Exercise:
Some lines in the listing hold the word "drained". Return each of them.

---*---

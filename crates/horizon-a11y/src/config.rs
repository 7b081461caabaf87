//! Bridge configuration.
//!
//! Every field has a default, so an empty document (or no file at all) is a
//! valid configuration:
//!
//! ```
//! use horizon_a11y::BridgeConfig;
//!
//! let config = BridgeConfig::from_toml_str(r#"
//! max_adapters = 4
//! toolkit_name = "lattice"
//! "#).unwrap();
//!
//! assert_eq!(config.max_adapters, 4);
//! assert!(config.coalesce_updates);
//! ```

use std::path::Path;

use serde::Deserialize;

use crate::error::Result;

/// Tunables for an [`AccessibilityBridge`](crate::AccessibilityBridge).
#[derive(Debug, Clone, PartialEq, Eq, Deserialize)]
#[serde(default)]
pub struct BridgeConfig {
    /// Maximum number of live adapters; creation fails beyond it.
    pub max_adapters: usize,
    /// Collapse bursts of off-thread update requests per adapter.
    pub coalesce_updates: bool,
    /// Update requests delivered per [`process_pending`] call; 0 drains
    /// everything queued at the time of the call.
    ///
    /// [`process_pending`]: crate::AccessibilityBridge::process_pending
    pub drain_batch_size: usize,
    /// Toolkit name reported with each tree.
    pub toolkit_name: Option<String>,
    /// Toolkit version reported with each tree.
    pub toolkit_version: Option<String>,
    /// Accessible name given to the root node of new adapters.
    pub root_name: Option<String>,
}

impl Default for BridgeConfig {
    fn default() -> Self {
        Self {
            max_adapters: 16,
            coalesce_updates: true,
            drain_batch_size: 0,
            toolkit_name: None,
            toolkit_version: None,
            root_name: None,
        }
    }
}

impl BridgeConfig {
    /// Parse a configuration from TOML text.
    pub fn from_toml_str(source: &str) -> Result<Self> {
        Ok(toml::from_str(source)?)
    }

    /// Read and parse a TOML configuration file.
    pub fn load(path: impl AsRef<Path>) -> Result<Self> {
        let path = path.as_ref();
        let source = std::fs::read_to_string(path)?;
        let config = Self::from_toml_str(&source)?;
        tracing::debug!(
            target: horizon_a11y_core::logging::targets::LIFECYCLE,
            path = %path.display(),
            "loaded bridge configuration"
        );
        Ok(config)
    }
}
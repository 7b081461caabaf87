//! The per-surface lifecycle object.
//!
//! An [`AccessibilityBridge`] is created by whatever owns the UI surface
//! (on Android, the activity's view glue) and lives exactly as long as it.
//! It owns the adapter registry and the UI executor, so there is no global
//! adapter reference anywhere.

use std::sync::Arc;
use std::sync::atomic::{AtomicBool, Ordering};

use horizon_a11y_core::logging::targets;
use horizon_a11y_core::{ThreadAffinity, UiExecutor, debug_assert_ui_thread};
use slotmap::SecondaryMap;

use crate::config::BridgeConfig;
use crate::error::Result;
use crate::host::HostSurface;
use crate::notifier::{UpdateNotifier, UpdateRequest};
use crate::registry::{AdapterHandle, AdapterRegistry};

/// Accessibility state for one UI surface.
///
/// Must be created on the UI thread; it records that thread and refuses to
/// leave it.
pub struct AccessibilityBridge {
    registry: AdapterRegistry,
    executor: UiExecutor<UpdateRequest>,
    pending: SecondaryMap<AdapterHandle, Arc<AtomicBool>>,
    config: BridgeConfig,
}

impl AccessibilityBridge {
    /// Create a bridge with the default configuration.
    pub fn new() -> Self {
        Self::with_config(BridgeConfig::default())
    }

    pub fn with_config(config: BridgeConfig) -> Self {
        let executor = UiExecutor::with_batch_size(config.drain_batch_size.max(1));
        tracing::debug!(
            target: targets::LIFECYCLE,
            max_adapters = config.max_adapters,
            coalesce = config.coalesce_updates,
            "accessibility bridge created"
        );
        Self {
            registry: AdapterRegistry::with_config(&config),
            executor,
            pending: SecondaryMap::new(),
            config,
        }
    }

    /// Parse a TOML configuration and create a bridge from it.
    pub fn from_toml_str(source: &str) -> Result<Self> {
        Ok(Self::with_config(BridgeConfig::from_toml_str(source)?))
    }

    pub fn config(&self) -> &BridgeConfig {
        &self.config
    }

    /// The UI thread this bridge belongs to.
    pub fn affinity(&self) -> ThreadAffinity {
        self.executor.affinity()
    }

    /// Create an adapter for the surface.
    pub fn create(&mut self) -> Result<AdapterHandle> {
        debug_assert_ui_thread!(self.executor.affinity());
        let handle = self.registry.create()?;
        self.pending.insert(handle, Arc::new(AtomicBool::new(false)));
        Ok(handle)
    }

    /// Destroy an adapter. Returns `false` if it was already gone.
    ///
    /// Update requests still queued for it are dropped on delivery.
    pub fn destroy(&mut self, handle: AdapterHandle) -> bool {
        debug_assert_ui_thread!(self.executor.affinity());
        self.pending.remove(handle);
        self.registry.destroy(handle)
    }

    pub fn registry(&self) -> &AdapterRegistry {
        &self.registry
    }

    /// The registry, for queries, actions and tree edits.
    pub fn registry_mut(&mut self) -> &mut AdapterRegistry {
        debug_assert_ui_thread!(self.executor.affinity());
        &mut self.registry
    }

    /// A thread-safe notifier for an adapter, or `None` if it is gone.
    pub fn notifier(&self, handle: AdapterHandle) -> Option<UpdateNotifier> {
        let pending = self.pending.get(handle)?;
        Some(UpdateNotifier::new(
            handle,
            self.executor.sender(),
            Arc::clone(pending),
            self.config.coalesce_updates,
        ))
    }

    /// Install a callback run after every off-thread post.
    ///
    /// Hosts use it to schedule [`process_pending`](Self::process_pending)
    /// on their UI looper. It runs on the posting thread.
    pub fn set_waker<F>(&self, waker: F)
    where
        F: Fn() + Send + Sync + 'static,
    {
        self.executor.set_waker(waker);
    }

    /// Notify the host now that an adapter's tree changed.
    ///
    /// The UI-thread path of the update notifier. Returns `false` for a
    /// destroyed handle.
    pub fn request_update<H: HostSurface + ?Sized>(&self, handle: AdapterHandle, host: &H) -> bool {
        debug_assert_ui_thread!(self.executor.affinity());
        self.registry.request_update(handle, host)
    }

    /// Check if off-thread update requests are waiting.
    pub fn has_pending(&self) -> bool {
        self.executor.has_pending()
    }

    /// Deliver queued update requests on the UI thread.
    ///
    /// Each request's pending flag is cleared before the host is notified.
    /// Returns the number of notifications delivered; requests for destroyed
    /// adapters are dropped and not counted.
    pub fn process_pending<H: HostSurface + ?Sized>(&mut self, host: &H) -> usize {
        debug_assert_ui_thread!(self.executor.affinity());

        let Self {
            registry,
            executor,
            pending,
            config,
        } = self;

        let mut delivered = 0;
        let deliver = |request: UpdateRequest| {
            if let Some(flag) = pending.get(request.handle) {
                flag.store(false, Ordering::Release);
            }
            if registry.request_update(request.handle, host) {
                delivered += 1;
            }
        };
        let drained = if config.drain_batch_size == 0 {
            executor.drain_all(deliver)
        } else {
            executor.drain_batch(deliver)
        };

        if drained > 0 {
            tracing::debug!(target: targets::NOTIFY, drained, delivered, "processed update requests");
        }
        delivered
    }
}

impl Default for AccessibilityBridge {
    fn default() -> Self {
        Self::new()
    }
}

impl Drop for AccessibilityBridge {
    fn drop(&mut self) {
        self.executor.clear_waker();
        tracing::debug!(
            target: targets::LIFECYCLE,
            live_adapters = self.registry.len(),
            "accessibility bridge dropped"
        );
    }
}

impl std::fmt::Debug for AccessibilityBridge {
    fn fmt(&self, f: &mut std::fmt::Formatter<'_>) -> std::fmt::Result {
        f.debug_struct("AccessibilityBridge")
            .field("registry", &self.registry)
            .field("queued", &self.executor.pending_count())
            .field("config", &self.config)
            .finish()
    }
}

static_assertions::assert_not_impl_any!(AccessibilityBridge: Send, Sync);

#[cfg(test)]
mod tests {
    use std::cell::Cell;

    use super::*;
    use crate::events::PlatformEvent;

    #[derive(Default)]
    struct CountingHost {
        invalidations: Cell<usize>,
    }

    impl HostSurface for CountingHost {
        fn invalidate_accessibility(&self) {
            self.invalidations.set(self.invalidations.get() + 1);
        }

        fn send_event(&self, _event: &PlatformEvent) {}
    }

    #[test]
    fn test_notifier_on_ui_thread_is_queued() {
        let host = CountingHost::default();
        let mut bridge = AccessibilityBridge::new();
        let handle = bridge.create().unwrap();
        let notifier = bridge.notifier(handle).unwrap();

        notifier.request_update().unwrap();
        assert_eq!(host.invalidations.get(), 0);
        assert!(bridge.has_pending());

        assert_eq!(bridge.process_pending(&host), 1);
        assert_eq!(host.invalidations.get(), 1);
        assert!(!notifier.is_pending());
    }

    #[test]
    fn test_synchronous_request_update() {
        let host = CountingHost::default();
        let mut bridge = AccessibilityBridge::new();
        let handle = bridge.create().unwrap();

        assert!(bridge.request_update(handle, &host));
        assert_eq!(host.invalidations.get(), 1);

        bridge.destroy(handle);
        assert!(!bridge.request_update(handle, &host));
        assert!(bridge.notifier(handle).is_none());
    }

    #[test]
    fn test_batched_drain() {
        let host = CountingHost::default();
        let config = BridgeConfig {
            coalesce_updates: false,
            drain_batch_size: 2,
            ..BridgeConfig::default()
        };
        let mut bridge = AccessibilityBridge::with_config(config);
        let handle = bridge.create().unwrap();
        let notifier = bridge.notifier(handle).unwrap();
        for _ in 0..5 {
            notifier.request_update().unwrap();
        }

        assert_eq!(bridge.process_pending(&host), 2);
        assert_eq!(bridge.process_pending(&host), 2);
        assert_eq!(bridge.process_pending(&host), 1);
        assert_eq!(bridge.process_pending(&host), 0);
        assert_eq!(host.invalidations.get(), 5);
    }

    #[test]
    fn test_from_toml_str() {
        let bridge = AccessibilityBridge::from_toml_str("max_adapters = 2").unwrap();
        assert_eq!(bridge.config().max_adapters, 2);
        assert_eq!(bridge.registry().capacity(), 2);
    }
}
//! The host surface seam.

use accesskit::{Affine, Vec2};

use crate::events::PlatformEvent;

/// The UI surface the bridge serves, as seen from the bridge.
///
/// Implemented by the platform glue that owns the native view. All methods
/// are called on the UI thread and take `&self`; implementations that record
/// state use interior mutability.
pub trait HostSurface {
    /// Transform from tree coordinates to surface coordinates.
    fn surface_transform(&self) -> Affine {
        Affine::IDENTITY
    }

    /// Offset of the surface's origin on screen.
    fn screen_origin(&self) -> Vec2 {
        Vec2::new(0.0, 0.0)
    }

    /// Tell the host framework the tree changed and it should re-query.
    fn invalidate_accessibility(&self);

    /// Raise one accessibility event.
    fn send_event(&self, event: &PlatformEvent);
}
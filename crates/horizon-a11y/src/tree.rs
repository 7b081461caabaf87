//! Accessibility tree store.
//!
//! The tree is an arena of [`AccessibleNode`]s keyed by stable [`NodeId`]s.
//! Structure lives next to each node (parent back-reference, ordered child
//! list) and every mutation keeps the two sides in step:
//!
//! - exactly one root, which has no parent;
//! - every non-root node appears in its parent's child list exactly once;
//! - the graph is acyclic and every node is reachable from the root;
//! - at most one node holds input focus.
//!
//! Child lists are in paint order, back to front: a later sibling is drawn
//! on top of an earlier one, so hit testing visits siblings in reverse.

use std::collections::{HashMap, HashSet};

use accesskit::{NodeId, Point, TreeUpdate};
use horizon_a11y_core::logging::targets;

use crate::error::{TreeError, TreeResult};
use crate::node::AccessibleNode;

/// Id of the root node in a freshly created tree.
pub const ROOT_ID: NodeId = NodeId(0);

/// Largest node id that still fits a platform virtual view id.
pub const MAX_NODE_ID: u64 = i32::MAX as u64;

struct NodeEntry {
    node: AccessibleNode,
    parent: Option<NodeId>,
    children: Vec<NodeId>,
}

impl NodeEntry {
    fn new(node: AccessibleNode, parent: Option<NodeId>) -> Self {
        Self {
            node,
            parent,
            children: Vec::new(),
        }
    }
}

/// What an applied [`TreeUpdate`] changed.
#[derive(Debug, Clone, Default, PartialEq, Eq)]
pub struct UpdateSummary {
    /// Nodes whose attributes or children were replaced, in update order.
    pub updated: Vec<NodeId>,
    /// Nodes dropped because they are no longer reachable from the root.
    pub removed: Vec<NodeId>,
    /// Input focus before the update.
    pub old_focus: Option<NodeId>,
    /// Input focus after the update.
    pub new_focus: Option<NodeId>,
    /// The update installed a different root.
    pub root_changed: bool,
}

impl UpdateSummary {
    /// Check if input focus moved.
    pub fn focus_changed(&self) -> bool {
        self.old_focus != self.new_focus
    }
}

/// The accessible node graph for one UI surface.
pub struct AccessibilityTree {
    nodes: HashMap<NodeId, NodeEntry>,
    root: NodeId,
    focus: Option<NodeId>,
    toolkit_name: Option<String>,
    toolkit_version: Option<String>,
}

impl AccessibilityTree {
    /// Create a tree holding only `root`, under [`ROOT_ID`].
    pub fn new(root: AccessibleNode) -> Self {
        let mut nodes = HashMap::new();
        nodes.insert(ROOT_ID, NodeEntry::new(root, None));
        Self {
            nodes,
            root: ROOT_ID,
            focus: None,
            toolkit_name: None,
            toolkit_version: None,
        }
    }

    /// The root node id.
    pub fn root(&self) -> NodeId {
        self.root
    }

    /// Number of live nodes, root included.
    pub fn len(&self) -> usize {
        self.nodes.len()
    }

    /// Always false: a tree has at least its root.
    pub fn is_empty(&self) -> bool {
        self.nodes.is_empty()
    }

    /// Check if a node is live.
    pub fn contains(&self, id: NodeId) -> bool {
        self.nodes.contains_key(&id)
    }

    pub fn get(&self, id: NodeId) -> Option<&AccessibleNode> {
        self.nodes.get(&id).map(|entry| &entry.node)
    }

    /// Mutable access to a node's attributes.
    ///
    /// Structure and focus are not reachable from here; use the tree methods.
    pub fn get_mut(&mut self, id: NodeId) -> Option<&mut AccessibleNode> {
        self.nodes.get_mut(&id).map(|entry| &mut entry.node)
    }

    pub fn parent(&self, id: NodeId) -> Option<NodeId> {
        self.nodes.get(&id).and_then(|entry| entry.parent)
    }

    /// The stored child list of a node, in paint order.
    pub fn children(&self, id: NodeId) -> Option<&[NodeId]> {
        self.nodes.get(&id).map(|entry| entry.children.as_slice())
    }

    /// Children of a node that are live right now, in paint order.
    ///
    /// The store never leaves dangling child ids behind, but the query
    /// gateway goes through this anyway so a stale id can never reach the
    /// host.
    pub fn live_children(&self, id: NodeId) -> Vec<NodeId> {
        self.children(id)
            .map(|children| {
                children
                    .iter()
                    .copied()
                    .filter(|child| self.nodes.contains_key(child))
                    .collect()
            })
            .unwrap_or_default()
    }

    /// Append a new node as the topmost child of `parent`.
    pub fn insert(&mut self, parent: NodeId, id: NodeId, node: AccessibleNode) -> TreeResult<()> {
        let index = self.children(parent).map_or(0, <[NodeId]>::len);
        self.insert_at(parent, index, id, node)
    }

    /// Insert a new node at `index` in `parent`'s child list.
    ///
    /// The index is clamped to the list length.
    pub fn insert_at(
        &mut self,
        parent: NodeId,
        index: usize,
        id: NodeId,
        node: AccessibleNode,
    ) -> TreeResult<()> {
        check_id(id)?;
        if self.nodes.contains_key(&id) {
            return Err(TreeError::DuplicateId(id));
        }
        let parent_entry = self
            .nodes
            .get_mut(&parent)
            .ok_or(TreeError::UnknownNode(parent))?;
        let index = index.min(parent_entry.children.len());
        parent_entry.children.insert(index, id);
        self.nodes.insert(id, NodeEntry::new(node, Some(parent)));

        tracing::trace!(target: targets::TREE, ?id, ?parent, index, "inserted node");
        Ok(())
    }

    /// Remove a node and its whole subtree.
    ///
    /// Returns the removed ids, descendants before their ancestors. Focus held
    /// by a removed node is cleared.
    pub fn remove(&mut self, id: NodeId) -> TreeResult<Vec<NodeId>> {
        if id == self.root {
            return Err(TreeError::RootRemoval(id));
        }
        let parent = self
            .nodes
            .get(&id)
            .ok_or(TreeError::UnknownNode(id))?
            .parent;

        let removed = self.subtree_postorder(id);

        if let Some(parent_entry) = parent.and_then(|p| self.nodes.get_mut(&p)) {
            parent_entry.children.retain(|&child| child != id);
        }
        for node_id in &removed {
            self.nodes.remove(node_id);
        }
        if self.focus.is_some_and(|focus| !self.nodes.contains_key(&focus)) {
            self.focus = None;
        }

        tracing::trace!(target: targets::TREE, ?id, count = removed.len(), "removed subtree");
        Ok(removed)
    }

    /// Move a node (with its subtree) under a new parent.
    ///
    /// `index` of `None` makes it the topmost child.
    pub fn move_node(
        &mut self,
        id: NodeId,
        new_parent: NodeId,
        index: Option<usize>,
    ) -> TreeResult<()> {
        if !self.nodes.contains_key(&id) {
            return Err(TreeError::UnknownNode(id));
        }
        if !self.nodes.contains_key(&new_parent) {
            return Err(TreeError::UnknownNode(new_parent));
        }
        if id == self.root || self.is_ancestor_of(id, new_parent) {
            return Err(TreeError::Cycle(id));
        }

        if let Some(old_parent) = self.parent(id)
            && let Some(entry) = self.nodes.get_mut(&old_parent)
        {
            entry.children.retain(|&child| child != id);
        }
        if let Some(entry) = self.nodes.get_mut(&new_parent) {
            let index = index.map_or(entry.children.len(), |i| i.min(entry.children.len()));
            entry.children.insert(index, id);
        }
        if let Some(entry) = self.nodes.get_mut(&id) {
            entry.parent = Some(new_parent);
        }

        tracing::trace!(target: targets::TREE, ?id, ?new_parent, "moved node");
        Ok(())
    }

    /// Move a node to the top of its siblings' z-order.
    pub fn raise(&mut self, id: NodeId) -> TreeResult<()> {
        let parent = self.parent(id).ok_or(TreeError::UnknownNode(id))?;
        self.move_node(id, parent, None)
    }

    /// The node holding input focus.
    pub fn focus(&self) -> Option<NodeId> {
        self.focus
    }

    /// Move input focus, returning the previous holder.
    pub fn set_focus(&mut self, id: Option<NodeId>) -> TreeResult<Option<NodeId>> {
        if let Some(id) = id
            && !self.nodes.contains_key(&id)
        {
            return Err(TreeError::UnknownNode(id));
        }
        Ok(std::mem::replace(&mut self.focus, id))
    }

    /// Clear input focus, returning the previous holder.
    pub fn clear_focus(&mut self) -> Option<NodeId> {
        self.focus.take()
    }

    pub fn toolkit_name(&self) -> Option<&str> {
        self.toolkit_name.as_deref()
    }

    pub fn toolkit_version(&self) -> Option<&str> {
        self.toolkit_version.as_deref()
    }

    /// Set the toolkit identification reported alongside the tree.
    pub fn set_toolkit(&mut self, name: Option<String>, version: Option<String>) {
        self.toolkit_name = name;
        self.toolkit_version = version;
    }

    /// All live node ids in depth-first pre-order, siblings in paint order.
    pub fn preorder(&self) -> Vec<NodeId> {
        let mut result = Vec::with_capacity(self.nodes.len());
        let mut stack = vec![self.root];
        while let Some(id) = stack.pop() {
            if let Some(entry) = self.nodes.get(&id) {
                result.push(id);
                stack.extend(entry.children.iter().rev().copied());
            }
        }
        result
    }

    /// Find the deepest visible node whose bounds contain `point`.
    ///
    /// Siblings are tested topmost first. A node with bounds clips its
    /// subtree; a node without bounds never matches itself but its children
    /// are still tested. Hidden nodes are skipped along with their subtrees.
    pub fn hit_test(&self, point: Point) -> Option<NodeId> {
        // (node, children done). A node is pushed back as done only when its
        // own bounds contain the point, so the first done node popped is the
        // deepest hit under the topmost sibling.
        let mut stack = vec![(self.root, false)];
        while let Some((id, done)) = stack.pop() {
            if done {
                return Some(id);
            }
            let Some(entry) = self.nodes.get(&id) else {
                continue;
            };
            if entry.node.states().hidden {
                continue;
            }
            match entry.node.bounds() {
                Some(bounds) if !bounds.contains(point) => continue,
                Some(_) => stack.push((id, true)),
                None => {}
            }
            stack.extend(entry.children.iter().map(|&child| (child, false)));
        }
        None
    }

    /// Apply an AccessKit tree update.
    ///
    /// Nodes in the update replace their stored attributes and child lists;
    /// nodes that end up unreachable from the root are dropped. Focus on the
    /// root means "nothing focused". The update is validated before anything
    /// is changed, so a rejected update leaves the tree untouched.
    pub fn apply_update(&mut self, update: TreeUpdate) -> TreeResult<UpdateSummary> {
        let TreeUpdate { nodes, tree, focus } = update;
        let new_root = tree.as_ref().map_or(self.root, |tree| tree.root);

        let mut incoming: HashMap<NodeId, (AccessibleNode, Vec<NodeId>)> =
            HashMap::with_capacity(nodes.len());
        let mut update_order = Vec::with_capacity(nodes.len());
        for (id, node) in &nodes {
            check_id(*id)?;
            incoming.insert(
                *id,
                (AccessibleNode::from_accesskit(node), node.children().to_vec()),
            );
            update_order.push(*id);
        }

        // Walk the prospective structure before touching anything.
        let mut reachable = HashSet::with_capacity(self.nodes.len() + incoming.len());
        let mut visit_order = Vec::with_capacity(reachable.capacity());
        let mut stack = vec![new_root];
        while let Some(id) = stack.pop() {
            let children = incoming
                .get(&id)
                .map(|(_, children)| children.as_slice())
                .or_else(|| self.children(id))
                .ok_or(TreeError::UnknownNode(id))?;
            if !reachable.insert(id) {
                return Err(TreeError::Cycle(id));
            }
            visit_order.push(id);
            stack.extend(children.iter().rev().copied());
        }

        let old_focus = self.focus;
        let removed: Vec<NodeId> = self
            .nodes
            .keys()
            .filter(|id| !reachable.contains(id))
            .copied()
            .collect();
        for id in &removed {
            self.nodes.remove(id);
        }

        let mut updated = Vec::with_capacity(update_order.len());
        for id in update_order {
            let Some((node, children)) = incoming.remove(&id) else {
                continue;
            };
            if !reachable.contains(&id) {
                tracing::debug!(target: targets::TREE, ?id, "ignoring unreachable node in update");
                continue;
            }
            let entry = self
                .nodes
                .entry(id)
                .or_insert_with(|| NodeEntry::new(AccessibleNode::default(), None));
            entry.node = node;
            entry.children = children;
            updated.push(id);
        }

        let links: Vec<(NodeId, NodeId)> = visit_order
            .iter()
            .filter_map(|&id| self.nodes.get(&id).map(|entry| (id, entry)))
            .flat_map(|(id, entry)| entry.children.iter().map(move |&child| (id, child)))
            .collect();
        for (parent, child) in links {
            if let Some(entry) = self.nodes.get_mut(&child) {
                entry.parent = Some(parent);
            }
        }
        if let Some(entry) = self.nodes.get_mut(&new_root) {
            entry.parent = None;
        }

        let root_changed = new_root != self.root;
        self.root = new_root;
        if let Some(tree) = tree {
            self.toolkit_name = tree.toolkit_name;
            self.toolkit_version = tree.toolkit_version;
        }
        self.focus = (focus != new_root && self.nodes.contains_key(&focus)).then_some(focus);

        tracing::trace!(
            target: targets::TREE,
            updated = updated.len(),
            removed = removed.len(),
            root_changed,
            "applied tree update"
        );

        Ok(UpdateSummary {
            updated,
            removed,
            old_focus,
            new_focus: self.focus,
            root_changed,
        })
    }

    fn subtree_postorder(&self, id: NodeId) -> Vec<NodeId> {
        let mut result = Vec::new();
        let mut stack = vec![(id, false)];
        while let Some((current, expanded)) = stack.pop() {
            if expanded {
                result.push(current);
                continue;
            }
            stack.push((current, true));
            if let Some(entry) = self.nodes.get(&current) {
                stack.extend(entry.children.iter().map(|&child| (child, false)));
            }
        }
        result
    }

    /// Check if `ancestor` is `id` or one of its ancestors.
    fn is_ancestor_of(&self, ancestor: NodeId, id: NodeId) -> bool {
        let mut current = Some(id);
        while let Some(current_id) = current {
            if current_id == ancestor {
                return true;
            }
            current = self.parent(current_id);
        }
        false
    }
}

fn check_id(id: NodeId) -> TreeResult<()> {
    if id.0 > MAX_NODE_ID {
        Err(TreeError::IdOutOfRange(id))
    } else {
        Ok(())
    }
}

---*---

Written reply:
        let drained = if config.drain_batch_size == 0 {
        if drained > 0 {
            tracing::debug!(target: targets::NOTIFY, drained, delivered, "processed update requests");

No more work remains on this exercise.